* [ACTIVITY]
Filter the listing below down to the lines holding the word "ScrapeConfig", and copy those lines.

* [SUPPLIED RECORDS]
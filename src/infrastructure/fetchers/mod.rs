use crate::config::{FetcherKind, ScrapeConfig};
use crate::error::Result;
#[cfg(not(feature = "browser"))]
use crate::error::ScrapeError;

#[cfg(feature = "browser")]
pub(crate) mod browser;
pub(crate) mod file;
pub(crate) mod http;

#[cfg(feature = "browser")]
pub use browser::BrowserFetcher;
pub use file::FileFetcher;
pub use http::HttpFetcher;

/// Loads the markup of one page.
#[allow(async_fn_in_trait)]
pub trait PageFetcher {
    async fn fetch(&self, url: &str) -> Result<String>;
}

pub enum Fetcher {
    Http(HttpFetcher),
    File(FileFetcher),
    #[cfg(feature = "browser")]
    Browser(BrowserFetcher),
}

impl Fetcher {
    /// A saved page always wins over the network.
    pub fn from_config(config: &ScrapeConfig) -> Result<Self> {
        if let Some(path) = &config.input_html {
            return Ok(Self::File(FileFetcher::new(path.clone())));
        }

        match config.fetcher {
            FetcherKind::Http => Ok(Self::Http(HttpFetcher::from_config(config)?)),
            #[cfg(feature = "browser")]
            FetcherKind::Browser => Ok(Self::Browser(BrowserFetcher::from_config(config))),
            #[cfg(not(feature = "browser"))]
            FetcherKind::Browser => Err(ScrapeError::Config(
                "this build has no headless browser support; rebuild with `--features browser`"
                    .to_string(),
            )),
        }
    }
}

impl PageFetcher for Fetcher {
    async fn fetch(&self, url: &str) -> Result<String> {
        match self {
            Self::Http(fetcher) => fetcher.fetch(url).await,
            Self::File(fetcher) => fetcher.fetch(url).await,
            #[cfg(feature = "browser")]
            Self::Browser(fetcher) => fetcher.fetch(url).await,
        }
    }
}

==

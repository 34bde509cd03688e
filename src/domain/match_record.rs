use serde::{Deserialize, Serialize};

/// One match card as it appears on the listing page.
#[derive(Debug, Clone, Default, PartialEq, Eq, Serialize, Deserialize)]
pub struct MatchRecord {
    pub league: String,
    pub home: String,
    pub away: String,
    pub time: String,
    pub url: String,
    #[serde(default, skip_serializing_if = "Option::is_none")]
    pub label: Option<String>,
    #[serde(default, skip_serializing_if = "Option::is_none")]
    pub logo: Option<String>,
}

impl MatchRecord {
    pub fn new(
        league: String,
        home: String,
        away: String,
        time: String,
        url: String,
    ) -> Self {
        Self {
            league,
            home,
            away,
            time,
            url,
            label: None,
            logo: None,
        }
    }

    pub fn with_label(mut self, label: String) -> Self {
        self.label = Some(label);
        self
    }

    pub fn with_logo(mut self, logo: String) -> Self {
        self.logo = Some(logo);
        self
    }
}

* [TASK RESPONSE]
use crate::config::{FetcherKind, ScrapeConfig};
    pub fn from_config(config: &ScrapeConfig) -> Result<Self> {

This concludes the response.